» **Try it**: Filter the entries for the word "StdMutex". Copy each line in which it occurs.

____ Working data

use std::collections::HashSet;
use std::future::Future;
use std::path::PathBuf;
use std::pin::Pin;
use std::sync::Arc;
use std::sync::Mutex as StdMutex;

use roomkeeper_core::{ResourceId, ResourceRecord};
use tokio::sync::Mutex;

use crate::error::LifecycleError;
use crate::json_file;

/// Durable storage for the whole record collection.
///
/// Backends only load and replace the full list; all read-modify-write logic
/// lives in [`RegistryStore`].
pub trait RegistryBackend: Send + Sync {
    fn load<'a>(
        &'a self,
    ) -> Pin<Box<dyn Future<Output = Result<Vec<ResourceRecord>, LifecycleError>> + Send + 'a>>;

    fn save<'a>(
        &'a self,
        records: &'a [ResourceRecord],
    ) -> Pin<Box<dyn Future<Output = Result<(), LifecycleError>> + Send + 'a>>;

    /// Backend name for logging.
    fn backend_name(&self) -> &str;
}

/// JSON file backend (`rooms.json`).
pub struct JsonFileBackend {
    path: PathBuf,
}

impl JsonFileBackend {
    pub fn new(path: PathBuf) -> Self {
        Self { path }
    }

}

impl RegistryBackend for JsonFileBackend {
    fn load<'a>(
        &'a self,
    ) -> Pin<Box<dyn Future<Output = Result<Vec<ResourceRecord>, LifecycleError>> + Send + 'a>> {
        Box::pin(json_file::read_list::<ResourceRecord>(&self.path))
    }

    fn save<'a>(
        &'a self,
        records: &'a [ResourceRecord],
    ) -> Pin<Box<dyn Future<Output = Result<(), LifecycleError>> + Send + 'a>> {
        Box::pin(json_file::write_list(&self.path, records))
    }

    fn backend_name(&self) -> &str {
        "json-file"
    }
}

/// Volatile backend for tests and dry runs.
#[derive(Default)]
pub struct MemoryBackend {
    records: StdMutex<Vec<ResourceRecord>>,
}

impl MemoryBackend {
    pub fn new() -> Self {
        Self::default()
    }
}

impl RegistryBackend for MemoryBackend {
    fn load<'a>(
        &'a self,
    ) -> Pin<Box<dyn Future<Output = Result<Vec<ResourceRecord>, LifecycleError>> + Send + 'a>> {
        Box::pin(async move {
            Ok(self
                .records
                .lock()
                .unwrap_or_else(|poisoned| poisoned.into_inner())
                .clone())
        })
    }

    fn save<'a>(
        &'a self,
        records: &'a [ResourceRecord],
    ) -> Pin<Box<dyn Future<Output = Result<(), LifecycleError>> + Send + 'a>> {
        Box::pin(async move {
            *self
                .records
                .lock()
                .unwrap_or_else(|poisoned| poisoned.into_inner()) = records.to_vec();
            Ok(())
        })
    }

    fn backend_name(&self) -> &str {
        "memory"
    }
}

/// The registry of managed rooms.
///
/// Every operation runs under one mutation lock, so the reconciliation loop
/// and the deletion controls never write from stale reads. A missing or
/// corrupt backing store reads as empty and is overwritten by the next write.
pub struct RegistryStore {
    backend: Arc<dyn RegistryBackend>,
    lock: Mutex<()>,
}

impl RegistryStore {
    pub fn new(backend: Arc<dyn RegistryBackend>) -> Self {
        Self {
            backend,
            lock: Mutex::new(()),
        }
    }

    /// File-backed registry at `path`.
    pub fn open(path: PathBuf) -> Self {
        Self::new(Arc::new(JsonFileBackend::new(path)))
    }

    pub fn in_memory() -> Self {
        Self::new(Arc::new(MemoryBackend::new()))
    }

    async fn load_or_empty(&self) -> Vec<ResourceRecord> {
        match self.backend.load().await {
            Ok(records) => records,
            Err(e) => {
                tracing::warn!(
                    backend = self.backend.backend_name(),
                    "Registry unreadable, treating as empty: {e}"
                );
                Vec::new()
            }
        }
    }

    /// All current records. Never fails.
    pub async fn list(&self) -> Vec<ResourceRecord> {
        let _guard = self.lock.lock().await;
        self.load_or_empty().await
    }

    pub async fn get(&self, id: ResourceId) -> Option<ResourceRecord> {
        self.list().await.into_iter().find(|r| r.resource_id == id)
    }

    pub async fn add(&self, record: ResourceRecord) -> Result<(), LifecycleError> {
        let _guard = self.lock.lock().await;
        let mut records = self.load_or_empty().await;
        if records.iter().any(|r| r.resource_id == record.resource_id) {
            return Err(LifecycleError::DuplicateResource(record.resource_id));
        }
        let id = record.resource_id;
        records.push(record);
        self.backend.save(&records).await?;
        tracing::info!(resource_id = %id, total = records.len(), "Room registered");
        Ok(())
    }

    /// Remove one record. Removing an absent id is a no-op; returns whether a
    /// record was removed.
    pub async fn remove(&self, id: ResourceId) -> Result<bool, LifecycleError> {
        let removed = self.remove_many(&HashSet::from([id])).await?;
        Ok(removed > 0)
    }

    /// Remove every listed record in a single write. Returns how many were
    /// present.
    pub async fn remove_many(&self, ids: &HashSet<ResourceId>) -> Result<usize, LifecycleError> {
        if ids.is_empty() {
            return Ok(0);
        }
        let _guard = self.lock.lock().await;
        let mut records = self.load_or_empty().await;
        let before = records.len();
        records.retain(|r| !ids.contains(&r.resource_id));
        let removed = before - records.len();
        if removed == 0 {
            return Ok(0);
        }
        self.backend.save(&records).await?;
        tracing::info!(removed, remaining = records.len(), "Rooms deregistered");
        Ok(removed)
    }
}

#[cfg(test)]
mod tests {
    use super::*;
    use roomkeeper_core::{MessageId, MessageRef, SurfaceId, UserId};
    use tempfile::TempDir;

    fn record(id: u64) -> ResourceRecord {
        ResourceRecord::new(ResourceId(id), UserId(7), None)
    }

    #[tokio::test]
    async fn add_and_list() {
        let registry = RegistryStore::in_memory();
        registry.add(record(1)).await.unwrap();
        registry.add(record(2)).await.unwrap();

        let ids: Vec<_> = registry.list().await.iter().map(|r| r.resource_id).collect();
        assert_eq!(ids, vec![ResourceId(1), ResourceId(2)]);
    }

    #[tokio::test]
    async fn duplicate_add_is_rejected() {
        let registry = RegistryStore::in_memory();
        registry.add(record(1)).await.unwrap();
        let err = registry.add(record(1)).await.unwrap_err();
        assert!(matches!(err, LifecycleError::DuplicateResource(ResourceId(1))));
        assert_eq!(registry.list().await.len(), 1);
    }

    #[tokio::test]
    async fn remove_is_idempotent() {
        let registry = RegistryStore::in_memory();
        registry.add(record(1)).await.unwrap();
        registry.add(record(2)).await.unwrap();

        assert!(registry.remove(ResourceId(1)).await.unwrap());
        assert!(!registry.remove(ResourceId(1)).await.unwrap());

        let ids: Vec<_> = registry.list().await.iter().map(|r| r.resource_id).collect();
        assert_eq!(ids, vec![ResourceId(2)]);
    }

    #[tokio::test]
    async fn remove_many_removes_only_listed() {
        let registry = RegistryStore::in_memory();
        for id in 1..=4 {
            registry.add(record(id)).await.unwrap();
        }
        let removed = registry
            .remove_many(&HashSet::from([ResourceId(2), ResourceId(4), ResourceId(9)]))
            .await
            .unwrap();
        assert_eq!(removed, 2);
        let ids: Vec<_> = registry.list().await.iter().map(|r| r.resource_id).collect();
        assert_eq!(ids, vec![ResourceId(1), ResourceId(3)]);
    }

    #[tokio::test]
    async fn get_finds_record() {
        let registry = RegistryStore::in_memory();
        registry.add(record(5)).await.unwrap();
        assert!(registry.get(ResourceId(5)).await.is_some());
        assert!(registry.get(ResourceId(6)).await.is_none());
    }

    #[tokio::test]
    async fn file_registry_persists_across_instances() {
        let tmp = TempDir::new().unwrap();
        let path = tmp.path().join("rooms.json");

        let registry = RegistryStore::open(path.clone());
        registry
            .add(ResourceRecord::new(
                ResourceId(1),
                UserId(2),
                Some(MessageRef {
                    surface_id: SurfaceId(3),
                    message_id: MessageId(4),
                }),
            ))
            .await
            .unwrap();

        let reopened = RegistryStore::open(path);
        let records = reopened.list().await;
        assert_eq!(records.len(), 1);
        assert!(records[0].is_owned_by(UserId(2)));
    }

    #[tokio::test]
    async fn corrupt_file_reads_empty_and_heals_on_write() {
        let tmp = TempDir::new().unwrap();
        let path = tmp.path().join("rooms.json");
        tokio::fs::write(&path, "this is not json").await.unwrap();

        let registry = RegistryStore::open(path.clone());
        assert!(registry.list().await.is_empty());

        registry.add(record(1)).await.unwrap();
        let content = tokio::fs::read_to_string(&path).await.unwrap();
        let parsed: Vec<ResourceRecord> = serde_json::from_str(&content).unwrap();
        assert_eq!(parsed, vec![record(1)]);
    }

    #[tokio::test]
    async fn legacy_shapes_are_rewritten_canonically() {
        let tmp = TempDir::new().unwrap();
        let path = tmp.path().join("rooms.json");
        tokio::fs::write(
            &path,
            r#"[11, {"channel_id": 12, "message_id": 5, "message_channel_id": 6}, {"channel_id": null}]"#,
        )
        .await
        .unwrap();

        let registry = RegistryStore::open(path.clone());
        let ids: Vec<_> = registry.list().await.iter().map(|r| r.resource_id).collect();
        assert_eq!(ids, vec![ResourceId(11), ResourceId(12)]);

        registry.remove(ResourceId(11)).await.unwrap();
        let content = tokio::fs::read_to_string(&path).await.unwrap();
        let raw: serde_json::Value = serde_json::from_str(&content).unwrap();
        assert_eq!(
            raw,
            serde_json::json!([{
                "resource_id": 12,
                "owner_id": null,
                "status_message": {"surface_id": 6, "message_id": 5}
            }])
        );
    }

    #[tokio::test]
    async fn concurrent_adds_do_not_lose_updates() {
        let registry = Arc::new(RegistryStore::in_memory());
        let mut handles = Vec::new();
        for id in 0..20 {
            let r = Arc::clone(&registry);
            handles.push(tokio::spawn(async move { r.add(record(id)).await }));
        }
        for h in handles {
            h.await.unwrap().unwrap();
        }
        assert_eq!(registry.list().await.len(), 20);
    }
}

________

» **Answer**:
use std::sync::Mutex as StdMutex;
    records: StdMutex<Vec<ResourceRecord>>,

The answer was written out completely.